Beneficial ownership introduces a complication. Spain records that information in a different system called the Registro de Titularidades Reales, maintained by the Colegio de Registradores. Access rules tightened after the CJEU decision in case C‑601/20 concerning AML ownership registers. Direct public queries are now restricted. As a result, BORME notices rarely include explicit ultimate ownership details.

For AML analysts this leaves a familiar puzzle. Ownership changes often have to be inferred from corporate acts published in the bulletin. Shareholder disclosures sometimes appear during capital increases. Merger filings may reveal the parent behind a subsidiary. Small fragments. They rarely form a complete ownership picture, though they can signal that control has moved.

Another quirk follows from the registry structure itself. Spain operates many local Mercantile Registries.
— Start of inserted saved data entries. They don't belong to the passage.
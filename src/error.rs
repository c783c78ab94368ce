use std::path::PathBuf;
use thiserror::Error;

#[derive(Debug, Clone, Error)]
#[error("{message}")]
pub struct BackendError {
    message: String,
}

impl BackendError {
    pub fn new(message: impl Into<String>) -> Self {
        Self {
            message: message.into(),
        }
    }
}

#[cfg(windows)]
impl From<windows::core::Error> for BackendError {
    fn from(err: windows::core::Error) -> Self {
        Self::new(err.to_string())
    }
}

#[derive(Debug, Error)]
pub enum RotationError {
    #[error("No wallpaper path set. Open settings and set one.")]
    WallpaperPathUnset,
    #[error("Found no files in the given wallpaper path.")]
    EmptyDirectory,
    #[error("Unable to get file to set as wallpaper. No files found.")]
    NoFiles,
    #[error("Found 0 monitors.")]
    NoMonitors,
    #[error("Unable to find monitor at index {0}.")]
    InvalidMonitor(u32),
    #[error("Invalid file pattern {pattern:?}")]
    InvalidPattern {
        pattern: String,
        #[source]
        source: regex::Error,
    },
    #[error("Unable to get files matching {pattern:?} from {}", .dir.display())]
    Enumerate {
        pattern: String,
        dir: PathBuf,
        #[source]
        source: walkdir::Error,
    },
    #[error("Unable to set {:?} as wallpaper for monitor {monitor}", .path.display().to_string())]
    Apply {
        monitor: String,
        path: PathBuf,
        #[source]
        source: BackendError,
    },
    #[error("Wallpaper backend failed")]
    Backend(#[source] BackendError),
}
use std::{path::Path, sync::Arc};

use crate::error::BackendError;

pub trait DesktopWallpaper: Send + Sync {
    fn monitor_count(&self) -> Result<u32, BackendError>;

    fn monitor_id(&self, index: u32) -> Result<String, BackendError>;

    fn set_wallpaper(&self, monitor_id: &str, path: &Path) -> Result<(), BackendError>;
}

impl<T: DesktopWallpaper + ?Sized> DesktopWallpaper for Arc<T> {
    fn monitor_count(&self) -> Result<u32, BackendError> {
        (**self).monitor_count()
    }

    fn monitor_id(&self, index: u32) -> Result<String, BackendError> {
        (**self).monitor_id(index)
    }

    fn set_wallpaper(&self, monitor_id: &str, path: &Path) -> Result<(), BackendError> {
        (**self).set_wallpaper(monitor_id, path)
    }
}

pub fn system() -> Box<dyn DesktopWallpaper> {
    #[cfg(windows)]
    {
        Box::new(windows_com::ComDesktopWallpaper)
    }
    #[cfg(not(windows))]
    {
        Box::new(Unsupported)
    }
}

#[cfg(not(windows))]
#[derive(Debug, Clone, Copy)]
pub struct Unsupported;

#[cfg(not(windows))]
impl Unsupported {
    fn error() -> BackendError {
        BackendError::new("setting wallpapers is only supported on Windows")
    }
}

#[cfg(not(windows))]
impl DesktopWallpaper for Unsupported {
    fn monitor_count(&self) -> Result<u32, BackendError> {
        Err(Self::error())
    }

    fn monitor_id(&self, _index: u32) -> Result<String, BackendError> {
        Err(Self::error())
    }

    fn set_wallpaper(&self, _monitor_id: &str, _path: &Path) -> Result<(), BackendError> {
        Err(Self::error())
    }
}

#[cfg(windows)]
mod windows_com {
    use std::{ffi::OsStr, os::windows::ffi::OsStrExt, path::Path};

    use tracing::debug;
    use windows::{
        core::PCWSTR,
        Win32::System::Com::{
            CoCreateInstance, CoInitializeEx, CoTaskMemFree, CoUninitialize, CLSCTX_LOCAL_SERVER,
            COINIT_APARTMENTTHREADED,
        },
        Win32::UI::Shell::{DesktopWallpaper, IDesktopWallpaper},
    };

    use super::DesktopWallpaper as Backend;
    use crate::error::BackendError;

    /// Creates the COM object per call so it can be shared across threads.
    #[derive(Debug, Clone, Copy)]
    pub struct ComDesktopWallpaper;

    struct ComScope {
        initialised: bool,
    }

    impl ComScope {
        fn enter() -> Self {
            let hr = unsafe { CoInitializeEx(None, COINIT_APARTMENTTHREADED) };
            Self {
                initialised: hr.is_ok(),
            }
        }
    }

    impl Drop for ComScope {
        fn drop(&mut self) {
            if self.initialised {
                unsafe { CoUninitialize() };
            }
        }
    }

    fn with_desktop<T>(
        f: impl FnOnce(&IDesktopWallpaper) -> Result<T, BackendError>,
    ) -> Result<T, BackendError> {
        let _scope = ComScope::enter();
        let desktop: IDesktopWallpaper =
            unsafe { CoCreateInstance(&DesktopWallpaper, None, CLSCTX_LOCAL_SERVER)? };
        f(&desktop)
    }

    fn to_wide(s: impl AsRef<OsStr>) -> Vec<u16> {
        s.as_ref().encode_wide().chain(std::iter::once(0)).collect()
    }

    impl Backend for ComDesktopWallpaper {
        fn monitor_count(&self) -> Result<u32, BackendError> {
            with_desktop(|desktop| Ok(unsafe { desktop.GetMonitorDevicePathCount()? }))
        }

        fn monitor_id(&self, index: u32) -> Result<String, BackendError> {
            with_desktop(|desktop| {
                let raw = unsafe { desktop.GetMonitorDevicePathAt(index)? };
                let id = unsafe { raw.to_string() };
                unsafe { CoTaskMemFree(Some(raw.0 as *const _)) };
                id.map_err(|e| BackendError::new(format!("monitor id is not valid UTF-16: {e}")))
            })
        }

        fn set_wallpaper(&self, monitor_id: &str, path: &Path) -> Result<(), BackendError> {
            let monitor = to_wide(monitor_id);
            let wallpaper = to_wide(path);

            with_desktop(|desktop| {
                unsafe {
                    desktop.SetWallpaper(
                        PCWSTR::from_raw(monitor.as_ptr()),
                        PCWSTR::from_raw(wallpaper.as_ptr()),
                    )?
                };
                debug!("IDesktopWallpaper::SetWallpaper({monitor_id}, {})", path.display());
                Ok(())
            })
        }
    }

    #[cfg(test)]
    mod tests {
        use super::*;
        use std::{ffi::OsString, os::windows::ffi::OsStringExt, path::PathBuf};

        #[test]
        fn wide_paths_keep_unpaired_surrogates() {
            let units = [u16::from(b'C'), u16::from(b':'), 0xD800, u16::from(b'x')];
            let path = PathBuf::from(OsString::from_wide(&units));
            assert!(path.to_str().is_none());

            let wide = to_wide(&path);
            assert_eq!(&wide[..units.len()], &units);
            assert_eq!(wide.last(), Some(&0));
        }
    }
}

#[cfg(test)]
pub(crate) mod testing {
    use super::DesktopWallpaper;
    use crate::error::BackendError;
    use std::{
        collections::HashSet,
        path::{Path, PathBuf},
        sync::Mutex,
    };

    #[derive(Debug, Default)]
    pub struct FakeDesktop {
        pub monitors: Vec<String>,
        pub failing: HashSet<String>,
        applied: Mutex<Vec<(String, PathBuf)>>,
    }

    impl FakeDesktop {
        pub fn with_monitors(ids: &[&str]) -> Self {
            Self {
                monitors: ids.iter().map(|s| s.to_string()).collect(),
                ..Self::default()
            }
        }

        pub fn applied(&self) -> Vec<(String, PathBuf)> {
            self.applied.lock().unwrap().clone()
        }
    }

    impl DesktopWallpaper for FakeDesktop {
        fn monitor_count(&self) -> Result<u32, BackendError> {
            Ok(self.monitors.len() as u32)
        }

        fn monitor_id(&self, index: u32) -> Result<String, BackendError> {
            self.monitors
                .get(index as usize)
                .cloned()
                .ok_or_else(|| BackendError::new("no such monitor"))
        }

        fn set_wallpaper(&self, monitor_id: &str, path: &Path) -> Result<(), BackendError> {
            if self.failing.contains(monitor_id) {
                return Err(BackendError::new("E_FAIL"));
            }
            self.applied
                .lock()
                .unwrap()
                .push((monitor_id.to_string(), path.to_path_buf()));
            Ok(())
        }
    }
}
A company incorporated in Barcelona keeps its ledger there. One formed in Madrid sits in the Madrid office. BORME gathers notices from all of them into a single publication, yet the underlying legal record still lives in the provincial registry referenced by the ledger coordinates.

That detail becomes relevant during cross‑border diligence. When reviewing a Spanish subsidiary inside a wider group, the BORME notice works as a pointer. The tomo, folio, and hoja registral values identify the exact file that holds the supporting documents.

For finance teams checking counterparties, the stream of legal acts in BORME forms a practical timeline. Director changes appear as they are filed. Capital restructurings show up with the revised figures. Merger notices include the ledger references linking the entities involved. Aggregated datasets often flatten this history into a single company snapshot. The bulletin keeps the order intact.